Second, there are still SEO challenges to this. On one hand, you can argue that the sites will be more specific and should ranker higher for the relevant term. On the other hand the number of links pointing in to each site will not be fewer than point to IBM.com, which could be a negative.
Of course, Google could change how it traditionally treats a second level domain if it’s below a .brand.
The China.ibm example is also a problem. According to the rulebook, for a .brand to use a domain like this it will need the permission of the Chinese government or ICANN and the GAC.
A bigger question is why it’s beneficial for IBM use software.ibm instead of something like software.ibm.com or ibm.com/software.
Dave Tyrer says
Good points, but actually my analysis is partly based on what I will have to call “conditional facts”. While I did extrapolate on your example of IBM (I don’t have specific info about their intentions) I do have actual info from some other big corporations about their dot brand rollout.
I have seen two use the word “transition” in their applications and I’ve only looked at a small number of dot brand documents. More this week.
While they will carefully monitor and evaluate their progress and success, they do intend to transition their hundreds, or even thousands of domains (including those under geo extensions I think) to their new dot brand. So while this process is conditional, I think it is likely to broadly succeed.
As an example, this is what GE plans:
———————– Q U O T E
“The initial use of the .GECOMPANY gTLD will involve an examination of the marketplace of similar launching gTLDs so that General Electric can best use the .GECOMPANY space to its advantage and the advantage of the public at large. General Electric will then register a limited number of second-level domain names to test the system internally, figure out the best ways to market the second-level domain names to the public, and start slowly transitioning from General Electric’s domain names in the .COM and other spaces.

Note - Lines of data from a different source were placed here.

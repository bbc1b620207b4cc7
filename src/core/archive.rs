//! Archive decoding.
//!
//! The orchestrator only sees [`ArchiveDecoder`]; [`BuiltinDecoder`] covers
//! the two upload formats (`.zip` and `.tar.gz`). Entries that fail on their
//! own are reported individually so one bad file does not sink the import.

use std::io::{Cursor, Read};

use crate::config::MAX_ENTRY_BYTES;
use crate::core::error::ArchiveError;

// ============================================================================
// Archive Format
// ============================================================================

/// Upload container format, derived from the file name.
#[derive(Clone, Copy, Debug, PartialEq, Eq)]
pub enum ArchiveFormat {
    Zip,
    TarGz,
}

impl ArchiveFormat {
    /// Detect the format from an upload name (case-insensitive suffix).
    pub fn from_file_name(name: &str) -> Option<Self> {
        let lower = name.to_ascii_lowercase();
        if lower.ends_with(".zip") {
            Some(Self::Zip)
        } else if lower.ends_with(".tar.gz") {
            Some(Self::TarGz)
        } else {
            None
        }
    }
}

// ============================================================================
// Entries
// ============================================================================

/// One decoded archive member, path still raw.
#[derive(Clone, Debug, PartialEq, Eq)]
pub struct ArchiveEntry {
    pub raw_path: String,
    pub is_directory: bool,
    pub bytes: Option<Vec<u8>>,
}

impl ArchiveEntry {
    pub fn file(raw_path: impl Into<String>, bytes: impl Into<Vec<u8>>) -> Self {
        Self {
            raw_path: raw_path.into(),
            is_directory: false,
            bytes: Some(bytes.into()),
        }
    }

    pub fn directory(raw_path: impl Into<String>) -> Self {
        Self {
            raw_path: raw_path.into(),
            is_directory: true,
            bytes: None,
        }
    }
}

/// A member that could not be read; the rest of the archive is still usable.
#[derive(Clone, Debug, PartialEq, Eq)]
pub struct EntryError {
    pub raw_path: String,
    pub reason: String,
}

pub type DecodedEntry = Result<ArchiveEntry, EntryError>;

/// Decodes an uploaded blob into its members.
pub trait ArchiveDecoder {
    /// Fails only when the container as a whole is unreadable.
    fn decode(&self, bytes: &[u8], format: ArchiveFormat) -> Result<Vec<DecodedEntry>, ArchiveError>;
}

// ============================================================================
// Builtin Decoder
// ============================================================================

/// Decoder backed by the `zip` and `tar`/`flate2` crates.
///
/// Header sizes are never trusted: each member is read through a
/// [`Read::take`] bound of `max_entry_bytes`, and a member that extracts
/// past it becomes an [`EntryError`].
#[derive(Clone, Copy, Debug)]
pub struct BuiltinDecoder {
    max_entry_bytes: u64,
}

impl BuiltinDecoder {
    pub fn new(max_entry_bytes: u64) -> Self {
        Self { max_entry_bytes }
    }
}

impl Default for BuiltinDecoder {
    fn default() -> Self {
        Self::new(MAX_ENTRY_BYTES)
    }
}

impl ArchiveDecoder for BuiltinDecoder {
    fn decode(&self, bytes: &[u8], format: ArchiveFormat) -> Result<Vec<DecodedEntry>, ArchiveError> {
        match format {
            ArchiveFormat::Zip => decode_zip(bytes, self.max_entry_bytes),
            ArchiveFormat::TarGz => decode_tar_gz(bytes, self.max_entry_bytes),
        }
    }
}

/// Read one member, failing once it passes `limit` bytes.
fn read_entry(reader: impl Read, limit: u64) -> Result<Vec<u8>, String> {
    let mut contents = Vec::new();
    reader
        .take(limit.saturating_add(1))
        .read_to_end(&mut contents)
        .map_err(|e| e.to_string())?;
    if contents.len() as u64 > limit {
        return Err(format!("extracts to more than {} bytes", limit));
    }
    Ok(contents)
}

fn decode_zip(bytes: &[u8], limit: u64) -> Result<Vec<DecodedEntry>, ArchiveError> {
    let mut archive = zip::ZipArchive::new(Cursor::new(bytes))?;
    let mut out = Vec::with_capacity(archive.len());

    for index in 0..archive.len() {
        let mut member = match archive.by_index(index) {
            Ok(member) => member,
            Err(e) => {
                out.push(Err(EntryError {
                    raw_path: format!("#{}", index),
                    reason: e.to_string(),
                }));
                continue;
            }
        };

        let raw_path = member.name().to_string();
        if member.is_dir() {
            out.push(Ok(ArchiveEntry::directory(raw_path)));
            continue;
        }

        match read_entry(&mut member, limit) {
            Ok(contents) => out.push(Ok(ArchiveEntry::file(raw_path, contents))),
            Err(reason) => out.push(Err(EntryError { raw_path, reason })),
        }
    }

    Ok(out)
}

fn decode_tar_gz(bytes: &[u8], limit: u64) -> Result<Vec<DecodedEntry>, ArchiveError> {
    let gz = flate2::read::GzDecoder::new(bytes);
    let mut archive = tar::Archive::new(gz);
    let mut out = Vec::new();

    for member in archive.entries()? {
        let mut member = match member {
            Ok(member) => member,
            Err(e) => {
                // The stream is broken from here on.
                if out.iter().all(|decoded: &DecodedEntry| decoded.is_err()) {
                    return Err(ArchiveError::Corrupt(e.to_string()));
                }
                out.push(Err(EntryError {
                    raw_path: String::from("<truncated>"),
                    reason: e.to_string(),
                }));
                break;
            }
        };

        let raw_path = match member.path() {
            Ok(path) => path.to_string_lossy().into_owned(),
            Err(e) => {
                out.push(Err(EntryError {
                    raw_path: String::from_utf8_lossy(&member.path_bytes()).into_owned(),
                    reason: e.to_string(),
                }));
                continue;
            }
        };

        let entry_type = member.header().entry_type();
        if entry_type.is_dir() {
            out.push(Ok(ArchiveEntry::directory(raw_path)));
        } else if entry_type.is_file() {
            match read_entry(&mut member, limit) {
                Ok(contents) => out.push(Ok(ArchiveEntry::file(raw_path, contents))),
                Err(reason) => out.push(Err(EntryError { raw_path, reason })),
            }
        } else {
            out.push(Err(EntryError {
                raw_path,
                reason: format!("unsupported entry type {:?}", entry_type),
            }));
        }
    }

    Ok(out)
}
//! Status badge component.
//!
//! Shows the coarse bring-up state. Detailed failure messages only appear in
//! the terminals.

use leptos::prelude::*;

use crate::app::AppContext;
use crate::models::BringUpState;

stylance::import_crate_style!(css, "src/components/status/status.module.css");

fn state_class(state: &BringUpState) -> &'static str {
    match state {
        BringUpState::Idle => css::idle,
        BringUpState::Importing | BringUpState::Installing | BringUpState::Starting => css::busy,
        BringUpState::Ready => css::ready,
        BringUpState::Error(_) => css::error,
    }
}

#[component]
pub fn StatusBadge() -> impl IntoView {
    let ctx = use_context::<AppContext>().expect("AppContext must be provided at root");
    let status = ctx.status;

    view! {
        <span
            class=move || status.with(|s| format!("{} {}", css::badge, state_class(s)))
            data-status=move || status.with(|s| s.keyword())
            role="status"
        >
            <span class=css::dot></span>
            {move || status.with(|s| s.label())}
        </span>
    }
}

General Electric will likely begin by allocating domain names for internal corporate use and may redirect new .GECOMPANY domain names to pre-existing content and vice-versa. This phased rollout will likely take place over an extended period, subject to change depending upon a range of external factors.”
As for why it’s beneficial for IBM to use software.ibm instead of software.ibm.com, first it’s way simpler (especially if the sheer mass of 650 new dot brands make this commonplace) and second, the factor of “trust” is paramount. Many of the applications for the brand domains mention trust very specifically. While dot com is full of spammers and sharks, counterfeiters and conmen, Joe Shmoe will quickly learn that your .ibm and .sony and .microsoft extensions are 100 per cent safe and authentic.
Of course informed people like the domain investors on this board know that a domain like software.ibm.com is also 100 per cent authentic because the SLD is “ibm”, but I don’t think that would be obvious to Joe Shmoe.
Not sure about domains like China.ibm, not sure why anyone would object to that since it would be fairly clearly a website about IBM China not the country. But if it was prohibited, IBM might likely use IBMChina.ibm as well as Chinese versions – but now the speculation is going way too far.